Performance Evaluation of Network Gateway Design for NoC based System on FPGA Platform

Guruprasad S.P\textsuperscript{1}

Research Scholar, Dept. of ECE
Jain University, Bangalore, India

Dr.Chandrasekar B.S\textsuperscript{2}

Director, CDEVL
Jain University, Bangalore, India

Abstract—Network on Chip (NoC) is an emerging interconnect solution with reliable and scalable features over the System on Chip (SoC) and helps to overcome the drawbacks of bus-based interconnection in SoC. The multiple cores or other networks have a boundary which is limited to communicate with devices, which are directly connected to it. To communicate with these multiple cores outside the boundary, the NoC requires the gateway functionality. In this manuscript, a cost-effective Network Gateway (NG) model is designed, and also the interconnection of a network gateway with multiple cores are connected to the NoC based system is prototyped on Artix-7 FPGA. The NG mainly consists of Serializer and deserializer for transmitting and receiving the data packets with proper synchronization, temporary register to hold the network data, electronic crossbar switch is connected with multiple cores which are controlled by switch controller. The NG with the Router and different sizes of NoC based system is designed using congestion-free adaptive-XY routing. The implementation results and performance evaluation are analyzed for NG based NoC in terms of average Latency and maximum Throughput for different Packet Injection Ratio (PIR). The proposed Network gateway achieves low latency and high throughput in NoC based systems for different PIR.

Keywords—Network gateway; network on chip; FPGA; routing; network interface; crossbar switch

I. INTRODUCTION

The NoC will play an emerging role in future high-performance Chip Multi-Processor (CMP) to address the problems of interconnections. In recent years, most of the research focused on a packet-switched NoC design, which improves the system performance by using optimization techniques in the network for better Latency and bandwidth and also supports on-chip and off-chip communications. The NoC based photonic communications support a mechanism for large data transmission with higher bandwidth and less power consumption. The photonic based NoC supports Multiple cores interface using gateway switch [1] [3]. Multiple cores residing in a single chip (MPSoC) exist towards mixed-criticality system includes dependability, security, and different block access with shared resources. The outside network real-time messages are communicating to MPSoC using a gateway [2]. In general, the network gateway is a node which connects two different networks with different transmission protocols and simplifies the internet connectivity into one electronic device. The gateway node acts as a firewall and proxy server for business use. Gateways are a protocol which provides the compatibility between two different protocols and will be operating in any of the Open system interconnection (OSI) layers. The multifunctional intercommunication supported by the Gateway on a single-core chip. The different protocol standards like Bluetooth, Modbus, serial bus, Process Filed bus, and Controller area Network (CAN) provides intercommunication using gateway [4]. The intelligent Gateway has interoperability and achieves better communication among different bus networks with reconfigurability and also supports fast conversion speed, flexibility, intellectual control ability, reliability, and higher-level interface. The protocol converting Gateway works on Most of the OSI layers [5-6]. The high-performance computation needs high-speed interconnection like Ethernet and Infiniband. The data transmission between two heterogeneous networks needs an efficient network gateway to improve system performance in terms of bandwidth and Latency [7] [12].

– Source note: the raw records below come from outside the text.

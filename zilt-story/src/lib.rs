//! Assembling a translated program into a Z-machine story file.
//!
//! The translator hands over code and table regions full of placeholder
//! sentinels. This crate decides where everything lives in the story's
//! address space, packs the interned strings, patches every placeholder
//! with its final packed address, and writes the 64-byte header with
//! the lengths, offsets and checksum an interpreter expects.

#![deny(missing_docs, trivial_numeric_casts, unused_extern_crates)]
#![warn(unused_import_braces)]

pub use crate::assembler::{assemble, StoryError, StoryResult};
pub use crate::strings::StringTable;

mod assembler;
mod strings;

/// Version number of this crate.
pub const VERSION: &str = env!("CARGO_PKG_VERSION");
//! Compilation options, external symbol tables, and the error type.

use failure_derive::Fail;
use std::collections::{BTreeMap, BTreeSet};
use zilt_codegen::{CodegenError, Version};

/// A ZIL translation error. Errors abort the compilation; anything
/// recoverable is a warning instead.
#[derive(Fail, Debug, PartialEq, Eq)]
pub enum ZilError {
    /// An operator was handed the wrong number of operands.
    #[fail(display = "in {}: {} {}", routine, op, message)]
    Arity {
        /// Routine being compiled when the error was raised.
        routine: String,
        /// The offending operator.
        op: String,
        /// What the operator requires.
        message: String,
    },

    /// An operator does not exist in the target version.
    #[fail(display = "in {}: {} requires V{}..V{}, story is {}", routine, op, min, max, version)]
    VersionGate {
        /// Routine being compiled when the error was raised.
        routine: String,
        /// The offending operator.
        op: String,
        /// First version with the operator.
        min: u8,
        /// Last version with the operator.
        max: u8,
        /// The target version.
        version: Version,
    },

    /// A routine declared more locals than the Z-machine has slots.
    #[fail(display = "routine {} has {} locals, limit is 15", routine, count)]
    TooManyLocals {
        /// The routine.
        routine: String,
        /// Declared plus block-introduced locals.
        count: usize,
    },

    /// A routine requires more parameters than any call can pass.
    #[fail(display = "routine {} has {} required parameters, limit is {}", routine, count, limit)]
    TooManyParams {
        /// The routine.
        routine: String,
        /// Required parameter count.
        count: usize,
        /// The version's limit.
        limit: usize,
    },

    /// The `GO` entry point has a signature the Z-machine cannot start.
    #[fail(display = "GO {}", message)]
    EntryPoint {
        /// What is wrong with it.
        message: String,
    },

    /// A dense index space overflowed (placeholders, blocks, objects).
    #[fail(display = "too many {}: limit is {}", what, limit)]
    LimitExceeded {
        /// Which space overflowed.
        what: &'static str,
        /// Its capacity.
        limit: usize,
    },

    /// A warning promoted to an error by `warn_as_error`.
    #[fail(display = "{}: {}", code, message)]
    WarningAsError {
        /// The warning's diagnostic code.
        code: String,
        /// The warning text.
        message: String,
    },

    /// An encoding failure bubbled up from the code generator.
    #[fail(display = "{}", _0)]
    Codegen(#[cause] CodegenError),
}

impl From<CodegenError> for ZilError {
    fn from(e: CodegenError) -> Self {
        ZilError::Codegen(e)
    }
}

/// A convenient alias for a `Result` that uses `ZilError` as the error
/// type.
pub type ZilResult<T> = Result<T, ZilError>;

/// Compiler configuration.
///
/// The recognized `compile_globals` keys of the source language surface
/// here as plain fields: `CRLF-CHARACTER`, `PRESERVE-SPACES?` and
/// `DO-FUNNY-RETURN?`.
#[derive(Clone, Debug)]
pub struct CompileOptions {
    /// Target Z-machine version.
    pub version: Version,
    /// Drop every warning.
    pub suppress_all_warnings: bool,
    /// Drop warnings whose code starts with one of these prefixes.
    pub suppressed_warnings: Vec<String>,
    /// Turn the first surviving warning into a fatal error.
    pub warn_as_error: bool,
    /// Override for the funny-return rule. When unset, V5+ defaults to
    /// "RETURN exits the routine" and V1-4 to "RETURN exits the block".
    pub do_funny_return: Option<bool>,
    /// Keep whitespace in string literals exactly as written.
    pub preserve_spaces: bool,
    /// The character in string literals that turns into a newline.
    pub crlf_character: char,
    /// Serial number stamped into the header, six ASCII digits. V1
    /// stories have no serial and get zeros regardless.
    pub serial: [u8; 6],
}

impl CompileOptions {
    /// Default options for `version`.
    pub fn new(version: Version) -> Self {
        Self {
            version,
            suppress_all_warnings: false,
            suppressed_warnings: Vec::new(),
            warn_as_error: false,
            do_funny_return: None,
            preserve_spaces: false,
            crlf_character: '|',
            serial: *b"000000",
        }
    }

    /// Does `RETURN` without an activation exit the routine rather than
    /// the innermost block?
    pub fn funny_return(&self) -> bool {
        self.do_funny_return.unwrap_or(self.version.at_least(5))
    }
}

/// Symbol tables produced by the object and syntax builders, which run
/// before code generation.
#[derive(Clone, Debug)]
pub struct SymbolTable {
    /// Flag name to attribute bit.
    pub flags: BTreeMap<String, u16>,
    /// Property name to property number.
    pub properties: BTreeMap<String, u16>,
    /// Parser constants (verb numbers, action numbers, and friends).
    pub parser_constants: BTreeMap<String, i32>,
    /// Flags referenced from syntax lines; counts as use for the unused
    /// flag check.
    pub syntax_flags: BTreeSet<String>,
    /// The lowest property number that is a direction.
    pub low_direction: u16,
    /// The highest property number in use.
    pub max_properties: u16,
}

impl SymbolTable {
    /// An empty symbol table with version-appropriate property bounds.
    pub fn new(version: Version) -> Self {
        Self {
            flags: BTreeMap::new(),
            properties: BTreeMap::new(),
            parser_constants: BTreeMap::new(),
            syntax_flags: BTreeSet::new(),
            low_direction: 0,
            max_properties: if version.at_most(3) { 31 } else { 63 },
        }
    }
}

The gateway terminology is used commonly for most of the applications for protocol conversion and data packets transfers. The network gateways are used in most of the real-time embedded and Internet of Things (IoT) applications. The home gateway requires a standard ARM chip with SoC chip which integrates the Customer Electronics Bus (CEbus) with home appliances like TV, microwave oven, refrigerator, and washing machine. The user sends a command to the internet; the network control module receives the command, issues request signal to Chip to control the home appliances [8]. The heterogeneous Gateway provides different interfaces to internet, GSM, CDMS, PSTN, and so on, to support different application scenarios [9]. The embedded Gateway is a backbone for smart grid home networks [10], wireless applications [11] [14], indoor high precision positioning systems [13], and IoT applications [15] for communicating with other networks.

In this manuscript, a cost-effective Network Gateway model is designed along with Gateway based NoC system using Adaptive XY Routing. The Network gateway results are hardware resource-efficient, works at low Latency, and High Throughput for input traffic which are evaluated for NoC based system. Section II explains about related work on Gateway mechanism used for different applications and also explains about research findings. Section III elaborates the Network Gateway architecture using electronic crossbar switch with an explanation. Section IV explains the Network Gateway based NoC based system with router architecture. The results and performance evaluation are analyzed with tables and graphs in Section V. Finally concludes the overall proposed work with Future scope in Section VI.
II. RELATED WORKS

In this section, the general Gateway related work and applications of Gateway are reviewed. Shi et al. [16] presented an embedded dual home architecture with secured Gateway both on hardware and software platform. The Gateway improves the transmitting information risk by the user and network isolation module using FPGA is incorporated to improve the security features using data signature and key management. The secured embedded Virtual private network (VPN) gateway is presented by Han et al. [17] to improve the data transmission security with protection capability in application terminals. This VPN gateway is worked under L3, L4, and L7 layers with firewall protection, VPN Functioning, and network isolation modules. Ajami et al. [18] presented an FPGA Based embedded network firewall which supports highly customized data packet filtering on a network gateway. These firewall customized in real-time by changing the TCP/UDP port id, Source MAC address, and source-destination IP address. Abuteir et al. [19] introduced a gateway design to establish the hierarchical platform for multi-core chips interaction either on on-chip or off-chip networks. The software-based Gateway supports message classification, message – traffic shaping, services, downsampling, service, protocol conversion, egress-queueing, ingress-Queuing, Virtual-Link queuing, and also supports serialization services.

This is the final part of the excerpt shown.